In mice, exposure to intermittent, severe hypoxia prolonged survival during subsequent lethal suffocation (Mayfield and D’Alecy, 1992). This effect was blocked by naloxone, implying that endogenous opioids increase adaptability to hypoxic environments. Opioid receptors, including ‘non-conventional’ ones, can be found throughout the respiratory tract. Nebulized morphine is an outstanding treatment for chronic dyspnea (Baydur, 2004Bruera et al., 2005Zebraski et al., 2000 and Mahler, 2011).

In our 2008 paper, we summarized data from developmental psychobiology and neuroanatomy that point to a possible link between separation and the endogenous opioid system, as follows:

“Following birth, mammalian infants cannot survive independently. Survival requires reliable distress signaling mechanisms to elicit parental care and retrieval. Distress vocalizations (DVs) are a primitive form of audio-vocal communication (Panksepp, 1998). A common neuroanatomy subserving DVs may be shared by all mammals, although substantial functional variations depend on the ontogenetic niche. The latter (West and King, 1987) signifies the ecological and social legacies (“the inherited environment”) in which a given set of genes develops.
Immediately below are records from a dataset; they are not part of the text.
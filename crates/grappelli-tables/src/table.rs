//! The DataTable controller
//!
//! Owns the declared columns/scopes/buttons, the per-session UI state and
//! the render pipeline. Every render re-runs the declaration hooks, then
//! applies the fixed stage order (scope, search, sort, paginate) to the
//! backing source and hands the paginated result plus declaration metadata
//! to the view layer.

use crate::button::Button;
use crate::column::{Column, ColumnValues};
use crate::error::{Result, TableError};
use crate::scope::SimpleScope;
use crate::source::TabularSource;
use crate::state::{SessionStore, TableState, session_meta_data_key};
use grappelli_core::{Filter, FilterCondition, Paginated, Record, SortDirection, Value};
use std::sync::Arc;

/// Column registry built by the `columns()` declaration hook
///
/// Registration is id-keyed: re-declaring a column with the same id
/// replaces the earlier one.
pub struct Columns {
	accessors: &'static [&'static str],
	items: Vec<Column>,
}

impl Columns {
	fn new(accessors: &'static [&'static str]) -> Self {
		Self {
			accessors,
			items: Vec::new(),
		}
	}

	/// Adds a column with the label derived from its first value path
	pub fn add(&mut self, values: impl Into<ColumnValues>) -> &mut Column {
		let values = values.into();
		let label = values.default_label();
		self.add_with_label(values, label)
	}

	/// Adds a column with an explicit label
	pub fn add_with_label(
		&mut self,
		values: impl Into<ColumnValues>,
		label: impl Into<String>,
	) -> &mut Column {
		let mut column = Column::new(values, label);
		column.check_for_auto_disable_sort_and_search(self.accessors);
		self.insert(column)
	}

	/// Adds a closure-valued column
	pub fn add_closure<F>(&mut self, f: F, label: impl Into<String>) -> &mut Column
	where
		F: Fn(&dyn Record) -> Value + Send + Sync + 'static,
	{
		self.add_with_label(ColumnValues::closure(f), label)
	}

	/// Looks up a column by id
	pub fn get(&self, id: &str) -> Option<&Column> {
		self.items.iter().find(|column| column.id() == id)
	}

	/// Iterates the columns in declaration order
	pub fn iter(&self) -> impl Iterator<Item = &Column> {
		self.items.iter()
	}

	/// Number of registered columns
	pub fn len(&self) -> usize {
		self.items.len()
	}

	/// Returns whether no columns are registered
	pub fn is_empty(&self) -> bool {
		self.items.is_empty()
	}

	fn insert(&mut self, column: Column) -> &mut Column {
		match self.items.iter().position(|c| c.id() == column.id()) {
			Some(index) => {
				self.items[index] = column;
				&mut self.items[index]
			}
			None => {
				self.items.push(column);
				self.items.last_mut().expect("just pushed")
			}
		}
	}
}

/// Scope registry built by the `scopes()` declaration hook
#[derive(Default)]
pub struct Scopes {
	items: Vec<SimpleScope>,
}

impl Scopes {
	/// Adds a scope labeled with its own name
	pub fn add(&mut self, scope: impl Into<String>) -> &mut SimpleScope {
		let scope = scope.into();
		let label = scope.clone();
		self.add_with_label(scope, label)
	}

	/// Adds a scope with an explicit label
	pub fn add_with_label(
		&mut self,
		scope: impl Into<String>,
		label: impl Into<String>,
	) -> &mut SimpleScope {
		let scope = SimpleScope::new(scope, label);
		match self.items.iter().position(|s| s.id() == scope.id()) {
			Some(index) => {
				self.items[index] = scope;
				&mut self.items[index]
			}
			None => {
				self.items.push(scope);
				self.items.last_mut().expect("just pushed")
			}
		}
	}

	/// Looks up a scope by id
	pub fn get(&self, id: &str) -> Option<&SimpleScope> {
		self.items.iter().find(|scope| scope.id() == id)
	}

	/// Returns whether no scopes are registered
	pub fn is_empty(&self) -> bool {
		self.items.is_empty()
	}
}

/// Button registry built by the `buttons()` declaration hook
#[derive(Default)]
pub struct Buttons {
	items: Vec<Button>,
}

impl Buttons {
	/// Adds a button
	pub fn add<I, K, V>(
		&mut self,
		label: impl Into<String>,
		route: impl Into<String>,
		route_params: I,
	) -> &mut Button
	where
		I: IntoIterator<Item = (K, V)>,
		K: Into<String>,
		V: Into<String>,
	{
		let params = route_params
			.into_iter()
			.map(|(k, v)| (k.into(), v.into()))
			.collect();
		let button = Button::new(label, route, params);
		match self.items.iter().position(|b| b.id() == button.id()) {
			Some(index) => {
				self.items[index] = button;
				&mut self.items[index]
			}
			None => {
				self.items.push(button);
				self.items.last_mut().expect("just pushed")
			}
		}
	}

	/// Iterates the buttons in declaration order
	pub fn iter(&self) -> impl Iterator<Item = &Button> {
		self.items.iter()
	}

	/// Returns whether no buttons are registered
	pub fn is_empty(&self) -> bool {
		self.items.is_empty()
	}
}

/// A table declaration
///
/// The host calls the hooks once per render; only `columns` is required.
pub trait TableDefinition: Send + Sync {
	/// Row type this table presents
	type Row: Record;

	/// Stable identity of this table type, used as the session key fragment
	fn tag(&self) -> &'static str;

	/// Declares the table's columns
	fn columns(&self, columns: &mut Columns);

	/// Declares the table's scopes
	fn scopes(&self, scopes: &mut Scopes) {
		let _ = scopes;
	}

	/// Declares the table's buttons
	fn buttons(&self, buttons: &mut Buttons) {
		let _ = buttons;
	}
}

/// Visibility flags for the table's UI widgets
#[derive(Debug, Clone, Copy, PartialEq, Eq)]
pub struct WidgetVisibility {
	/// Scope selector widget
	pub scopes: bool,
	/// Search input widget
	pub search: bool,
	/// Result counter widget
	pub counter: bool,
	/// Pagination widget
	pub pagination: bool,
	/// Page length selector widget
	pub page_length: bool,
}

impl Default for WidgetVisibility {
	fn default() -> Self {
		Self {
			scopes: true,
			search: true,
			counter: true,
			pagination: true,
			page_length: true,
		}
	}
}

/// View-data bundle of one render
#[derive(Debug)]
pub struct TableView<R> {
	/// Paginated result set
	pub results: Paginated<R>,
	/// Registered columns in declaration order
	pub columns: Vec<Column>,
	/// Registered scopes in declaration order
	pub simple_scopes: Vec<SimpleScope>,
	/// Registered buttons in declaration order
	pub buttons: Vec<Button>,
	/// Widget visibility flags
	pub show: WidgetVisibility,
}

/// The data table component
///
/// Binds a [`TableDefinition`] to a [`TabularSource`] and drives the
/// per-render transform pipeline over it.
pub struct DataTable<D, S>
where
	D: TableDefinition,
	S: TabularSource<Row = D::Row>,
{
	definition: D,
	source: S,
	state: TableState,
	page: u64,
	/// Widget visibility flags, tweakable by the host before rendering
	pub show: WidgetVisibility,
	session_store: Option<Arc<dyn SessionStore>>,
	session_key_suffix: Option<String>,
}

impl<D, S> DataTable<D, S>
where
	D: TableDefinition,
	S: TabularSource<Row = D::Row>,
{
	/// Mounts a table without session persistence
	pub fn mount(definition: D, source: S) -> Self {
		Self {
			definition,
			source,
			state: TableState::default(),
			page: 1,
			show: WidgetVisibility::default(),
			session_store: None,
			session_key_suffix: None,
		}
	}

	/// Mounts a table bound to a session store
	///
	/// Previously persisted state is restored immediately; the first render
	/// of a fresh session uses the defaults.
	pub async fn mount_with_session(
		definition: D,
		source: S,
		store: Arc<dyn SessionStore>,
		session_key_suffix: Option<String>,
	) -> Result<Self> {
		let mut table = Self::mount(definition, source);
		table.session_store = Some(store);
		table.session_key_suffix = session_key_suffix;
		table.read_session_meta_data().await?;
		Ok(table)
	}

	/// Returns the current UI state
	pub fn state(&self) -> &TableState {
		&self.state
	}

	/// Returns the current page, 1-indexed
	pub fn page(&self) -> u64 {
		self.page
	}

	/// Changes the sort column
	///
	/// Selecting the current sort column flips the direction; selecting a
	/// new one resets to ascending.
	pub fn change_sort(&mut self, key: impl Into<String>) {
		let key = key.into();
		if self.state.sort.as_deref() == Some(key.as_str()) {
			self.state.sort_direction = self.state.sort_direction.toggle();
		} else {
			self.state.sort = Some(key);
			self.state.sort_direction = SortDirection::Ascending;
		}
	}

	/// Changes the page size and resets to the first page
	pub fn set_per_page(&mut self, per_page: u64) {
		self.state.per_page = per_page.max(1);
		self.page = 1;
	}

	/// Changes the search text and resets to the first page
	pub fn set_search(&mut self, search: impl Into<String>) {
		self.state.search = search.into();
		self.page = 1;
	}

	/// Changes the active scope
	pub fn set_scope(&mut self, scope: Option<String>) {
		self.state.scope = scope.filter(|s| !s.is_empty());
	}

	/// Changes the current page
	pub fn set_page(&mut self, page: u64) {
		self.page = page.max(1);
	}

	/// Renders the table
	///
	/// Re-runs the declaration hooks, applies the pipeline stages in fixed
	/// order and persists the UI state before returning the view bundle.
	pub async fn render(&mut self) -> Result<TableView<D::Row>> {
		let columns = self.declare_columns();
		let scopes = self.declare_scopes()?;
		let buttons = self.declare_buttons();

		self.source.reset();
		self.apply_scope(&scopes)?;
		self.apply_search(&columns);
		self.apply_sort(&columns);

		let results = self
			.source
			.paginate(self.page, self.state.per_page)
			.await?;

		self.write_session_meta_data().await?;

		Ok(TableView {
			results,
			columns: columns.items,
			simple_scopes: scopes.items,
			buttons: buttons.items,
			show: self.show,
		})
	}

	fn declare_columns(&self) -> Columns {
		let mut columns = Columns::new(self.source.accessors());
		self.definition.columns(&mut columns);
		columns
	}

	fn declare_scopes(&self) -> Result<Scopes> {
		let mut scopes = Scopes::default();
		self.definition.scopes(&mut scopes);

		if !scopes.is_empty() && !self.source.supports_scopes() {
			return Err(TableError::ScopesUnsupported);
		}

		Ok(scopes)
	}

	fn declare_buttons(&self) -> Buttons {
		let mut buttons = Buttons::default();
		self.definition.buttons(&mut buttons);
		buttons
	}

	fn apply_scope(&mut self, scopes: &Scopes) -> Result<()> {
		let Some(active) = self.state.scope.clone() else {
			return Ok(());
		};

		let scope = scopes
			.get(&active)
			.ok_or_else(|| TableError::ScopeNotFound {
				scope: active.clone(),
				entity: self.definition.tag().to_string(),
			})?;

		tracing::debug!(scope = %active, "applying table scope");
		self.source.scope(scope)
	}

	fn apply_search(&mut self, columns: &Columns) {
		if let Some(condition) = build_search_condition(columns, &self.state.search) {
			self.source.search(condition);
		}
	}

	fn apply_sort(&mut self, columns: &Columns) {
		let direction = self.state.sort_direction;

		let Some(sort) = self.state.sort.clone() else {
			// Default ordering by primary identity
			let id_field = self.source.id_field().to_string();
			self.source.order_by(&id_field, direction);
			return;
		};

		match columns.get(&sort) {
			// Unknown sort key: fall open to treating it as a literal field
			None => self.source.order_by(&sort, direction),
			Some(column) => {
				for key in column.sort_keys() {
					// Cross-table ordering is not supported
					if !key.contains('.') {
						self.source.order_by(key, direction);
					}
				}
			}
		}
	}

	fn session_key(&self) -> String {
		session_meta_data_key(self.definition.tag(), self.session_key_suffix.as_deref())
	}

	async fn read_session_meta_data(&mut self) -> Result<bool> {
		let Some(store) = &self.session_store else {
			return Ok(false);
		};

		let Some(value) = store.load(&self.session_key()).await? else {
			return Ok(false);
		};

		match serde_json::from_value(value) {
			Ok(state) => {
				self.state = state;
				Ok(true)
			}
			Err(error) => {
				tracing::warn!(%error, "discarding unreadable table session state");
				Ok(false)
			}
		}
	}

	async fn write_session_meta_data(&self) -> Result<()> {
		let Some(store) = &self.session_store else {
			return Ok(());
		};

		let value = serde_json::to_value(&self.state)
			.map_err(|error| TableError::Session(error.to_string()))?;

		tracing::debug!(key = %self.session_key(), "persisting table state");
		store.store(&self.session_key(), value).await
	}
}

/// Builds the OR-combined search condition of one render
///
/// Any search-enabled column's any search key containing any whitespace
/// token is a match. Returns `None` when the search is empty or no column
/// is searchable, making the stage a no-op.
fn build_search_condition(columns: &Columns, search: &str) -> Option<FilterCondition> {
	let tokens: Vec<&str> = search.split_whitespace().collect();
	if tokens.is_empty() {
		return None;
	}

	let mut clauses = Vec::new();
	for column in columns.iter().filter(|c| c.is_search_enabled()) {
		for key in column.search_keys() {
			for token in &tokens {
				clauses.push(FilterCondition::single(Filter::contains(
					key.clone(),
					*token,
				)));
			}
		}
	}

	if clauses.is_empty() {
		None
	} else {
		Some(FilterCondition::or(clauses))
	}
}
//! Cell value model
//!
//! A closed scalar enum covering everything a table cell, filter operand or
//! sort key can resolve to. Missing data is represented as [`Value::Null`]
//! rather than an error; the display layer renders it as an empty string and
//! datatype formatters substitute their own placeholder.

use chrono::{NaiveDate, NaiveDateTime, NaiveTime};
use serde::{Deserialize, Serialize};
use std::cmp::Ordering;
use std::fmt;

/// A single cell or filter operand value
#[derive(Debug, Clone, PartialEq, Serialize, Deserialize)]
pub enum Value {
	/// Missing or null data
	Null,
	/// Boolean flag
	Bool(bool),
	/// Signed integer
	Int(i64),
	/// Floating point number
	Float(f64),
	/// Text
	String(String),
	/// Calendar date
	Date(NaiveDate),
	/// Date and time of day
	DateTime(NaiveDateTime),
	/// Time of day
	Time(NaiveTime),
}

impl Value {
	/// Returns `true` if this value is `Null`
	pub fn is_null(&self) -> bool {
		matches!(self, Value::Null)
	}

	/// Renders the value as display text
	///
	/// `Null` renders as an empty string; datatype-specific placeholders are
	/// the formatter's concern, not this method's.
	pub fn to_display_string(&self) -> String {
		self.to_string()
	}

	/// Substring test used by the in-memory search stage
	///
	/// Matching is case-insensitive to mirror the `LIKE` semantics of the
	/// query layer, so both backends agree on what a search token hits.
	pub fn contains(&self, needle: &str) -> bool {
		if self.is_null() {
			return false;
		}

		self.to_string()
			.to_lowercase()
			.contains(&needle.to_lowercase())
	}

	/// Total ordering over cell values, used by the in-memory sort stage
	///
	/// `Null` sorts before everything else. Numbers compare across
	/// `Int`/`Float`; values of differing shapes fall back to comparing
	/// their rendered text.
	pub fn compare(&self, other: &Value) -> Ordering {
		match (self, other) {
			(Value::Null, Value::Null) => Ordering::Equal,
			(Value::Null, _) => Ordering::Less,
			(_, Value::Null) => Ordering::Greater,
			(Value::Bool(a), Value::Bool(b)) => a.cmp(b),
			(Value::Int(a), Value::Int(b)) => a.cmp(b),
			(Value::Float(a), Value::Float(b)) => a.partial_cmp(b).unwrap_or(Ordering::Equal),
			(Value::Int(a), Value::Float(b)) => {
				(*a as f64).partial_cmp(b).unwrap_or(Ordering::Equal)
			}
			(Value::Float(a), Value::Int(b)) => {
				a.partial_cmp(&(*b as f64)).unwrap_or(Ordering::Equal)
			}
			(Value::Date(a), Value::Date(b)) => a.cmp(b),
			(Value::DateTime(a), Value::DateTime(b)) => a.cmp(b),
			(Value::Time(a), Value::Time(b)) => a.cmp(b),
			(Value::Date(a), Value::DateTime(b)) => a.and_time(NaiveTime::MIN).cmp(b),
			(Value::DateTime(a), Value::Date(b)) => a.cmp(&b.and_time(NaiveTime::MIN)),
			(Value::String(a), Value::String(b)) => a.cmp(b),
			(a, b) => a.to_string().cmp(&b.to_string()),
		}
	}
}

impl fmt::Display for Value {
	fn fmt(&self, f: &mut fmt::Formatter<'_>) -> fmt::Result {
		match self {
			Value::Null => Ok(()),
			Value::Bool(b) => write!(f, "{}", b),
			Value::Int(i) => write!(f, "{}", i),
			Value::Float(x) => write!(f, "{}", x),
			Value::String(s) => f.write_str(s),
			Value::Date(d) => write!(f, "{}", d.format("%Y-%m-%d")),
			Value::DateTime(dt) => write!(f, "{}", dt.format("%Y-%m-%d %H:%M:%S")),
			Value::Time(t) => write!(f, "{}", t.format("%H:%M:%S")),
		}
	}
}

impl From<bool> for Value {
	fn from(v: bool) -> Self {
		Value::Bool(v)
	}
}

impl From<i32> for Value {
	fn from(v: i32) -> Self {
		Value::Int(v as i64)
	}
}

impl From<i64> for Value {
	fn from(v: i64) -> Self {
		Value::Int(v)
	}
}

impl From<u32> for Value {
	fn from(v: u32) -> Self {
		Value::Int(v as i64)
	}
}

impl From<f64> for Value {
	fn from(v: f64) -> Self {
		Value::Float(v)
	}
}

impl From<&str> for Value {
	fn from(v: &str) -> Self {
		Value::String(v.to_string())
	}
}

impl From<String> for Value {
	fn from(v: String) -> Self {
		Value::String(v)
	}
}

impl From<NaiveDate> for Value {
	fn from(v: NaiveDate) -> Self {
		Value::Date(v)
	}
}

impl From<NaiveDateTime> for Value {
	fn from(v: NaiveDateTime) -> Self {
		Value::DateTime(v)
	}
}

impl From<NaiveTime> for Value {
	fn from(v: NaiveTime) -> Self {
		Value::Time(v)
	}
}

impl<T> From<Option<T>> for Value
where
	T: Into<Value>,
{
	fn from(v: Option<T>) -> Self {
		match v {
			Some(v) => v.into(),
			None => Value::Null,
		}
	}
}

impl From<&serde_json::Value> for Value {
	fn from(v: &serde_json::Value) -> Self {
		match v {
			serde_json::Value::Null => Value::Null,
			serde_json::Value::Bool(b) => Value::Bool(*b),
			serde_json::Value::Number(n) => {
				if let Some(i) = n.as_i64() {
					Value::Int(i)
				} else {
					Value::Float(n.as_f64().unwrap_or(0.0))
				}
			}
			serde_json::Value::String(s) => Value::String(s.clone()),
			// Compound JSON shapes are relations, not cell values
			serde_json::Value::Array(_) | serde_json::Value::Object(_) => Value::Null,
		}
	}
}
For instance, isolated altricial (developmentally immature) infants do not emit DVs compared to other species, since it is not likely they will stray from the nest (Panksepp et al., 1992).”

 

Immature human infants practically never get lost for their first six months. Despite frequent maternal absence, separation anxiety in humans develops only after their motor system matures. Young rats are not specifically attached to their mother, i.e. any mother will do as heater or feeder. Only once mobile do they socially bond, but their responses do not compare with the vigor seen in other species. Rats also differ from other species, including primates, dogs and chicks in their greater DV suppression by benzodiazepines (Kalin et al., 1987Panksepp et al., 1992 and Scott, 1974). Since benzodiazepines differentially alleviate anticipatory anxiety, social isolation in young rodents, as compared to many other mammals, may activate anxiety mechanisms other than separation distress. Thus, Panksepp emphasizes that when using cross-species analogies, it is important to keep in mind that the type and degree of social separation distress depends on ecological and developmental parameters (Panksepp et al., 1992).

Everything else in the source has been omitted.